We affirm. “Whether a claimant has good cause to leave employment is a factual issue for the Board to [*2]resolve, and its determination will be upheld if supported by substantial evidence, notwithstanding evidence in the record that might support a contrary conclusion” (Matter of Cosma [Memorial Sloan Kettering Cancer Ctr.-Commissioner of Labor]236 AD3d 1121, 1122 [3d Dept 2025] [internal quotation marks, brackets and citations omitted]; see Matter of Smith [Roswell Park Cancer Inst. Corp.-Commissioner of Labor]227 AD3d 1344, 1346 [3d Dept 2024]). Similarly, whether a claimant’s conduct is motivated by sincerely held religious beliefs or is based upon secular convictions is a question of fact for the Board (see Frazee v Illinois Dept. of Employment Security489 US 829, 833 [1989]; United States v Seeger380 US 163, 185 [1965]; Matter of Ocasio [City Sch. Dist. of the City of N.Y.-Commissioner of Labor]237 AD3d 1412, 1414 [3d Dept 2025]).

In his written exemption request, claimant stated, among other things, that he has a moral duty to refuse the use of medical products, including certain vaccines, that are created from using fetal cell lines.
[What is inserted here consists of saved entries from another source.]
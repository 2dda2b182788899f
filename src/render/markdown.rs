use crate::core::ReportIndex;
use crate::render::card_meta;
use crate::resolve::{self, ResolveMode};

/// Records that do not resolve under `mode` are left out of the list.
pub fn format_markdown_index(
    index: &ReportIndex,
    reference_year: i32,
    mode: ResolveMode,
) -> String {
    use std::fmt::Write as _;

    let mut out = String::new();

    let _ = writeln!(out, "# CVE 每日报告");
    let _ = writeln!(out);
    let _ = writeln!(out, "- 报告数: {}", index.declared_total());
    if let Some(generated_at) = &index.generated_at {
        let _ = writeln!(out, "- 生成时间: {generated_at}");
    }
    if let Some(source) = &index.source {
        let _ = writeln!(out, "- 数据来源: {source}");
    }
    if index.is_fallback == Some(true) {
        let _ = writeln!(out, "- 注意: 当前为备用数据");
    }

    let _ = writeln!(out);
    if index.reports.is_empty() {
        let _ = writeln!(out, "_暂无报告。_");
    }
    for (i, record) in index.reports.iter().enumerate() {
        let Ok(href) = resolve::resolve_with_mode(record, reference_year, mode) else {
            continue;
        };
        let label = record
            .title
            .clone()
            .unwrap_or_else(|| format!("{} 每日报告", record.date));
        let _ = writeln!(
            out,
            "- [{}]({}) {}",
            escape_link_text(&label),
            href.replace(' ', "%20"),
            card_meta(record, i == 0)
        );
    }

    out
}

fn escape_link_text(s: &str) -> String {
    s.replace('[', "\\[").replace(']', "\\]")
}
He also asserted that his personal assessment of whether the benefits of a medical intervention outweigh its side effects must be respected, unless that assessment contradicts Lukumi moral teachings. The religious authority’s letter of support explained that members of the Lukumi religion are prohibited from putting any unnatural chemicals into one’s body, which is viewed as sacred. Claimant testified that his itan would prohibit him from receiving any “unnatural chemicals” or “experimental medication[s],” which he posited included the COVID-19 vaccine.
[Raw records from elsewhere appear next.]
use std::collections::HashMap;
use std::sync::Arc;

use chrono::{DateTime, Duration, Utc};
use rating_core::{AnalysisError, AnalysisJob, Clock, EnqueueOutcome, JobPriority, JobStatus};
use sqlx::SqlitePool;

pub const DEFAULT_MAX_RETRIES: i64 = 3;

/// Durable analysis job queue. Enforces at most one non-terminal job per
/// ticker and hands out jobs via an atomic claim, so multiple workers can
/// poll the same queue safely.
#[derive(Clone)]
pub struct JobQueue {
    pool: SqlitePool,
    clock: Arc<dyn Clock>,
}

/// Parameters for one enqueue call.
#[derive(Debug, Clone)]
pub struct EnqueueRequest {
    pub ticker: String,
    pub source: String,
    pub priority: JobPriority,
    pub force: bool,
    pub max_retries: i64,
}

impl EnqueueRequest {
    pub fn new(ticker: &str, source: &str, priority: JobPriority) -> Self {
        Self {
            ticker: ticker.trim().to_uppercase(),
            source: source.to_string(),
            priority,
            force: false,
            max_retries: DEFAULT_MAX_RETRIES,
        }
    }

    /// Supersede any non-terminal job for the ticker instead of skipping.
    pub fn forced(mut self) -> Self {
        self.force = true;
        self
    }
}

/// Raw row shape; converted to `AnalysisJob` after parsing status and
/// timestamps.
#[derive(sqlx::FromRow)]
struct JobRow {
    id: i64,
    ticker: String,
    source: String,
    priority: i64,
    status: String,
    retry_count: i64,
    max_retries: i64,
    scheduled_at: String,
    started_at: Option<String>,
    completed_at: Option<String>,
    current_step: Option<String>,
    step_details: Option<String>,
    error_message: Option<String>,
    created_at: String,
}

const JOB_COLUMNS: &str = "id, ticker, source, priority, status, retry_count, max_retries, \
     scheduled_at, started_at, completed_at, current_step, step_details, error_message, created_at";

impl JobRow {
    fn into_job(self) -> Result<AnalysisJob, AnalysisError> {
        let status = JobStatus::parse(&self.status).ok_or_else(|| {
            AnalysisError::InvariantViolation(format!(
                "unknown job status '{}' for job {}",
                self.status, self.id
            ))
        })?;

        Ok(AnalysisJob {
            id: self.id,
            ticker: self.ticker,
            source: self.source,
            priority: JobPriority::from_rank(self.priority),
            status,
            retry_count: self.retry_count,
            max_retries: self.max_retries,
            scheduled_at: parse_ts(&self.scheduled_at)?,
            started_at: self.started_at.as_deref().map(parse_ts).transpose()?,
            completed_at: self.completed_at.as_deref().map(parse_ts).transpose()?,
            current_step: self.current_step,
            step_details: self.step_details,
            error_message: self.error_message,
            created_at: parse_ts(&self.created_at)?,
        })
    }
}

fn parse_ts(raw: &str) -> Result<DateTime<Utc>, AnalysisError> {
    Ok(DateTime::parse_from_rfc3339(raw)?.with_timezone(&Utc))
}

impl JobQueue {
    pub fn new(pool: SqlitePool, clock: Arc<dyn Clock>) -> Self {
        Self { pool, clock }
    }

    /// Initialize the job table and indexes.
    pub async fn init_tables(&self) -> Result<(), AnalysisError> {
        sqlx::query(
            "CREATE TABLE IF NOT EXISTS analysis_jobs (
                id INTEGER PRIMARY KEY AUTOINCREMENT,
                ticker TEXT NOT NULL,
                source TEXT NOT NULL DEFAULT 'manual',
                priority INTEGER NOT NULL DEFAULT 1,
                status TEXT NOT NULL DEFAULT 'pending',
                retry_count INTEGER NOT NULL DEFAULT 0,
                max_retries INTEGER NOT NULL DEFAULT 3,
                scheduled_at TEXT NOT NULL,
                started_at TEXT,
                completed_at TEXT,
                current_step TEXT,
                step_details TEXT,
                error_message TEXT,
                created_at TEXT NOT NULL
            )",
        )
        .execute(&self.pool)
        .await?;

        sqlx::query(
            "CREATE INDEX IF NOT EXISTS idx_jobs_ticker_status ON analysis_jobs(ticker, status)",
        )
        .execute(&self.pool)
        .await
        .ok();
        sqlx::query(
            "CREATE INDEX IF NOT EXISTS idx_jobs_dequeue ON analysis_jobs(status, priority, scheduled_at)",
        )
        .execute(&self.pool)
        .await
        .ok();

        Ok(())
    }

    /// Enqueue an analysis request. Returns `Skipped` if a non-terminal job
    /// already exists for the ticker (single-flight), unless `force` is set,
    /// in which case the existing job is superseded first.
    pub async fn enqueue(&self, req: EnqueueRequest) -> Result<EnqueueOutcome, AnalysisError> {
        let now = self.clock.now().to_rfc3339();

        if req.force {
            let superseded = sqlx::query(
                "UPDATE analysis_jobs
                 SET status = 'failed',
                     error_message = 'superseded by forced re-enqueue',
                     completed_at = ?1
                 WHERE ticker = ?2 AND status IN ('pending', 'processing')",
            )
            .bind(&now)
            .bind(&req.ticker)
            .execute(&self.pool)
            .await?;
            if superseded.rows_affected() > 0 {
                tracing::info!(
                    "Superseded {} in-flight job(s) for {} before forced enqueue",
                    superseded.rows_affected(),
                    req.ticker
                );
            }
        }

        // Existence check and insert are one statement, so two concurrent
        // enqueues cannot both pass the check.
        let result = sqlx::query(
            "INSERT INTO analysis_jobs
             (ticker, source, priority, status, retry_count, max_retries, scheduled_at, created_at)
             SELECT ?1, ?2, ?3, 'pending', 0, ?4, ?5, ?5
             WHERE NOT EXISTS (
                 SELECT 1 FROM analysis_jobs
                 WHERE ticker = ?1 AND status IN ('pending', 'processing')
             )",
        )
        .bind(&req.ticker)
        .bind(&req.source)
        .bind(req.priority.rank())
        .bind(req.max_retries)
        .bind(&now)
        .execute(&self.pool)
        .await?;

        if result.rows_affected() == 0 {
            tracing::debug!("Enqueue skipped for {}: job already in flight", req.ticker);
            return Ok(EnqueueOutcome::Skipped);
        }

        let job_id = result.last_insert_rowid();
        tracing::info!(
            "Enqueued job {} for {} (source: {}, priority: {})",
            job_id,
            req.ticker,
            req.source,
            req.priority.as_str()
        );
        Ok(EnqueueOutcome::Enqueued(job_id))
    }

    /// Claim the oldest eligible job: pending, due, ordered by priority then
    /// scheduling time then creation order. The claim is a single conditional
    /// UPDATE so concurrent workers can never claim the same row.
    pub async fn dequeue_next(&self) -> Result<Option<AnalysisJob>, AnalysisError> {
        let now = self.clock.now().to_rfc3339();

        let row: Option<JobRow> = sqlx::query_as(&format!(
            "UPDATE analysis_jobs
             SET status = 'processing', started_at = ?1
             WHERE id = (
                 SELECT id FROM analysis_jobs
                 WHERE status = 'pending' AND scheduled_at <= ?1
                 ORDER BY priority ASC, scheduled_at ASC, id ASC
                 LIMIT 1
             )
             RETURNING {JOB_COLUMNS}"
        ))
        .bind(&now)
        .fetch_optional(&self.pool)
        .await?;

        let Some(row) = row else {
            return Ok(None);
        };
        let job = row.into_job()?;

        // Single-flight audit: a second processing job for this ticker means
        // the enqueue guard was bypassed. Fatal, never silently repaired.
        let (others,): (i64,) = sqlx::query_as(
            "SELECT COUNT(*) FROM analysis_jobs
             WHERE ticker = ?1 AND status = 'processing' AND id != ?2",
        )
        .bind(&job.ticker)
        .bind(job.id)
        .fetch_one(&self.pool)
        .await?;
        if others > 0 {
            tracing::error!(
                "Single-flight violation: {} other processing job(s) for {} besides job {}",
                others,
                job.ticker,
                job.id
            );
            return Err(AnalysisError::InvariantViolation(format!(
                "multiple processing jobs for ticker {}",
                job.ticker
            )));
        }

        Ok(Some(job))
    }

    /// Mark a job completed. Conditional on the job still being in
    /// `processing`: a superseded job must not flip back to completed.
    /// Returns whether the transition was recorded.
    pub async fn mark_completed(&self, job_id: i64) -> Result<bool, AnalysisError> {
        let now = self.clock.now().to_rfc3339();
        let result = sqlx::query(
            "UPDATE analysis_jobs
             SET status = 'completed', completed_at = ?1, current_step = 'done',
                 error_message = NULL
             WHERE id = ?2 AND status = 'processing'",
        )
        .bind(&now)
        .bind(job_id)
        .execute(&self.pool)
        .await?;

        if result.rows_affected() == 0 {
            tracing::warn!(
                "Job {} was no longer processing; completion not recorded",
                job_id
            );
        }
        Ok(result.rows_affected() > 0)
    }

    /// Terminal failure.
    pub async fn mark_failed(&self, job_id: i64, error: &str) -> Result<(), AnalysisError> {
        let now = self.clock.now().to_rfc3339();
        sqlx::query(
            "UPDATE analysis_jobs
             SET status = 'failed', error_message = ?1, completed_at = ?2
             WHERE id = ?3",
        )
        .bind(error)
        .bind(&now)
        .bind(job_id)
        .execute(&self.pool)
        .await?;
        Ok(())
    }

    /// Record a failed attempt: bump the retry count and push the job back to
    /// pending with `scheduled_at = now + backoff`, or fail it terminally when
    /// retries are exhausted. Returns the resulting status.
    pub async fn mark_retry(
        &self,
        job_id: i64,
        error: &str,
        backoff_seconds: i64,
    ) -> Result<JobStatus, AnalysisError> {
        let row: Option<(i64, i64)> =
            sqlx::query_as("SELECT retry_count, max_retries FROM analysis_jobs WHERE id = ?1")
                .bind(job_id)
                .fetch_optional(&self.pool)
                .await?;
        let Some((retry_count, max_retries)) = row else {
            return Err(AnalysisError::InvariantViolation(format!(
                "mark_retry on unknown job {job_id}"
            )));
        };

        let next_retry = retry_count + 1;
        if next_retry >= max_retries {
            let now = self.clock.now().to_rfc3339();
            sqlx::query(
                "UPDATE analysis_jobs
                 SET status = 'failed', retry_count = ?1, error_message = ?2, completed_at = ?3
                 WHERE id = ?4",
            )
            .bind(next_retry)
            .bind(error)
            .bind(&now)
            .bind(job_id)
            .execute(&self.pool)
            .await?;
            return Ok(JobStatus::Failed);
        }

        let next_at = (self.clock.now() + Duration::seconds(backoff_seconds)).to_rfc3339();
        sqlx::query(
            "UPDATE analysis_jobs
             SET status = 'pending', retry_count = ?1, scheduled_at = ?2,
                 error_message = ?3, started_at = NULL
             WHERE id = ?4",
        )
        .bind(next_retry)
        .bind(&next_at)
        .bind(error)
        .bind(job_id)
        .execute(&self.pool)
        .await?;
        Ok(JobStatus::Pending)
    }

    /// Record pipeline progress for observability.
    pub async fn update_step(
        &self,
        job_id: i64,
        step: &str,
        details: &str,
    ) -> Result<(), AnalysisError> {
        sqlx::query("UPDATE analysis_jobs SET current_step = ?1, step_details = ?2 WHERE id = ?3")
            .bind(step)
            .bind(details)
            .bind(job_id)
            .execute(&self.pool)
            .await?;
        Ok(())
    }

    /// Most recent job for a ticker, regardless of status.
    pub async fn latest_job(&self, ticker: &str) -> Result<Option<AnalysisJob>, AnalysisError> {
        let row: Option<JobRow> = sqlx::query_as(&format!(
            "SELECT {JOB_COLUMNS} FROM analysis_jobs WHERE ticker = ?1 ORDER BY id DESC LIMIT 1"
        ))
        .bind(&ticker.trim().to_uppercase())
        .fetch_optional(&self.pool)
        .await?;
        row.map(JobRow::into_job).transpose()
    }

    /// Stale-write guard support: a claimed job is "current" for its ticker
    /// while its own row is still `processing`. A forced re-enqueue marks the
    /// row failed, which makes any still-running pipeline execution stale.
    pub async fn is_current_job(&self, job_id: i64) -> Result<bool, AnalysisError> {
        let row: Option<(String,)> =
            sqlx::query_as("SELECT status FROM analysis_jobs WHERE id = ?1")
                .bind(job_id)
                .fetch_optional(&self.pool)
                .await?;
        Ok(matches!(row, Some((status,)) if status == "processing"))
    }

    /// Job counts per status, for the operational health page.
    pub async fn counts_by_status(&self) -> Result<HashMap<String, i64>, AnalysisError> {
        let rows: Vec<(String, i64)> =
            sqlx::query_as("SELECT status, COUNT(*) FROM analysis_jobs GROUP BY status")
                .fetch_all(&self.pool)
                .await?;
        Ok(rows.into_iter().collect())
    }
}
Claimant’s request letter indicated, however, that he may receive vaccines derived from fetal cell lines under case-specific conditions, if there are no other alternatives available and the intent is to preserve life. Claimant expressed concerns about possible side effects and that the vaccine would interact with his DNA and could make him vulnerable to other health problems. Claimant further explained that if he knew the vaccine was 100% safe and effective at preventing COVID-19 transmission or infection, he would have obtained it. Given the foregoing circumstances, and deferring to the Board’s credibility assessments and the inferences to be drawn from claimant’s testimony and submissions, substantial evidence supports the Board’s finding that claimant’s reasons for noncompliance with the vaccine mandate were personal and secular, and not based upon sincerely held religious beliefs and, thus, he left his employment without good cause (see Labor Law § 593 [1]; Matter of Glowatz [City of New York-Commissioner of Labor]240 AD3d 1091, 1093 [3d Dept 2025]; Matter of Cooper [Commissioner of Labor]239 AD3d 1209, 1210 [3d Dept 2025]; Matter of Monturo [Commissioner of Labor]239 AD3d 1206, 1207-1208 [3d Dept 2025]). Claimant’s remaining contentions are either not properly raised in this proceeding or lack merit.
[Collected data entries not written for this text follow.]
use std::sync::Arc;

use analysis_pipeline::{AnalysisStore, Reconciler};
use analysis_queue::{EnqueueRequest, JobQueue};
use async_trait::async_trait;
use chrono::{DateTime, Duration, Utc};
use rating_core::{EnqueueOutcome, JobPriority};
use serde::Serialize;
use trigger_scheduler::TriggerTask;

/// Opaque source of candidate tickers to analyze (screener, watchlist sync,
/// exchange listing feed, ...).
#[async_trait]
pub trait CandidateSource: Send + Sync {
    async fn fetch_candidates(&self, limit: usize) -> anyhow::Result<Vec<String>>;
}

/// Opaque delivery target for the daily brief. Formatting and transport
/// (mail, chat, dashboard) live outside this crate.
#[async_trait]
pub trait BriefSink: Send + Sync {
    async fn deliver(&self, brief: &DailyBrief) -> anyhow::Result<()>;
}

#[derive(Debug, Clone, Serialize)]
pub struct DailyBrief {
    pub generated_at: DateTime<Utc>,
    pub entries: Vec<BriefEntry>,
}

#[derive(Debug, Clone, Serialize)]
pub struct BriefEntry {
    pub ticker: String,
    pub rating: String,
    pub integrated_score: i64,
    pub recommendation: String,
}

/// Pull a batch of candidates and enqueue an analysis for each. Single-flight
/// in the queue keeps repeated batches from piling up duplicate jobs.
pub struct CandidateRefreshTask {
    source: Arc<dyn CandidateSource>,
    queue: JobQueue,
    limit: usize,
    priority: JobPriority,
}

impl CandidateRefreshTask {
    pub fn new(
        source: Arc<dyn CandidateSource>,
        queue: JobQueue,
        limit: usize,
        priority: JobPriority,
    ) -> Self {
        Self {
            source,
            queue,
            limit,
            priority,
        }
    }
}

#[async_trait]
impl TriggerTask for CandidateRefreshTask {
    async fn run(&self) -> anyhow::Result<()> {
        let candidates = self.source.fetch_candidates(self.limit).await?;
        let mut enqueued = 0usize;
        let mut skipped = 0usize;
        for ticker in &candidates {
            match self
                .queue
                .enqueue(EnqueueRequest::new(ticker, "background", self.priority))
                .await?
            {
                EnqueueOutcome::Enqueued(_) => enqueued += 1,
                EnqueueOutcome::Skipped => skipped += 1,
            }
        }
        tracing::info!(
            "Candidate refresh: {} fetched, {} enqueued, {} already in flight",
            candidates.len(),
            enqueued,
            skipped
        );
        Ok(())
    }
}

/// Re-enqueue tickers whose snapshot has aged past the configured window, so
/// scores stay current without an external nudge.
pub struct StaleAnalysisRefreshTask {
    store: AnalysisStore,
    queue: JobQueue,
    max_age: Duration,
}

impl StaleAnalysisRefreshTask {
    pub fn new(store: AnalysisStore, queue: JobQueue, max_age: Duration) -> Self {
        Self {
            store,
            queue,
            max_age,
        }
    }
}

#[async_trait]
impl TriggerTask for StaleAnalysisRefreshTask {
    async fn run(&self) -> anyhow::Result<()> {
        let cutoff = self.store.now() - self.max_age;
        let stale = self.store.stale_tickers(cutoff).await?;
        let mut enqueued = 0usize;
        for ticker in &stale {
            if self
                .queue
                .enqueue(EnqueueRequest::new(ticker, "background", JobPriority::Low))
                .await?
                .job_id()
                .is_some()
            {
                enqueued += 1;
            }
        }
        if !stale.is_empty() {
            tracing::info!(
                "Stale-analysis refresh: {} stale, {} re-enqueued",
                stale.len(),
                enqueued
            );
        }
        Ok(())
    }
}

/// Flag/queue consistency sweep on its own trigger.
pub struct ReconciliationTask {
    reconciler: Reconciler,
}

impl ReconciliationTask {
    pub fn new(reconciler: Reconciler) -> Self {
        Self { reconciler }
    }
}

#[async_trait]
impl TriggerTask for ReconciliationTask {
    async fn run(&self) -> anyhow::Result<()> {
        self.reconciler.run().await?;
        Ok(())
    }
}

/// Collect the top-rated snapshots and hand them to the brief sink.
pub struct DailyBriefTask {
    store: AnalysisStore,
    sink: Arc<dyn BriefSink>,
    size: i64,
}

impl DailyBriefTask {
    pub fn new(store: AnalysisStore, sink: Arc<dyn BriefSink>, size: i64) -> Self {
        Self { store, sink, size }
    }
}

#[async_trait]
impl TriggerTask for DailyBriefTask {
    async fn run(&self) -> anyhow::Result<()> {
        let top = self.store.top_rated(self.size).await?;
        if top.is_empty() {
            tracing::info!("Daily brief skipped: no analyses yet");
            return Ok(());
        }

        let brief = DailyBrief {
            generated_at: self.store.now(),
            entries: top
                .iter()
                .map(|analysis| BriefEntry {
                    ticker: analysis.ticker.clone(),
                    rating: analysis.micro.overall_rating.as_str().to_string(),
                    integrated_score: analysis.integrated_score,
                    recommendation: analysis.micro.recommendation.clone(),
                })
                .collect(),
        };
        self.sink.deliver(&brief).await?;
        tracing::info!("Daily brief delivered ({} entries)", brief.entries.len());
        Ok(())
    }
}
Aarons, J.P., Ceresia, Fisher, McShan and [*3]Powers, JJ., concur.

ORDERED that the appeal from the August 22, 2022 decision is dismissed, as moot, without costs.

ORDERED that the February 1, 2024 decision is affirmed, without costs.

Footnotes

Footnote 1: Claimant’s application for reopening and reconsideration of the Board’s August 2022 decision was denied by the Board in a November 2022 decision.

Footnote 2: Inasmuch as the Board’s February 2024 decision rescinded the Board’s prior August 2022 decision, the appeal from the August 2022 decision is moot and must be dismissed (see Matter of Cosma [Memorial Sloan Kettering Cancer Ctr.-Commissioner of Labor]236 AD3d 1121, 1122 n 1 [3d Dept 2025]; Matter of McCrea v City of Buffalo209 AD3d 1253, 1254 [3d Dept 2022]; Matter of Ford [Commissioner of Labor]12 AD3d 955, 955 [3d Dept 2004]).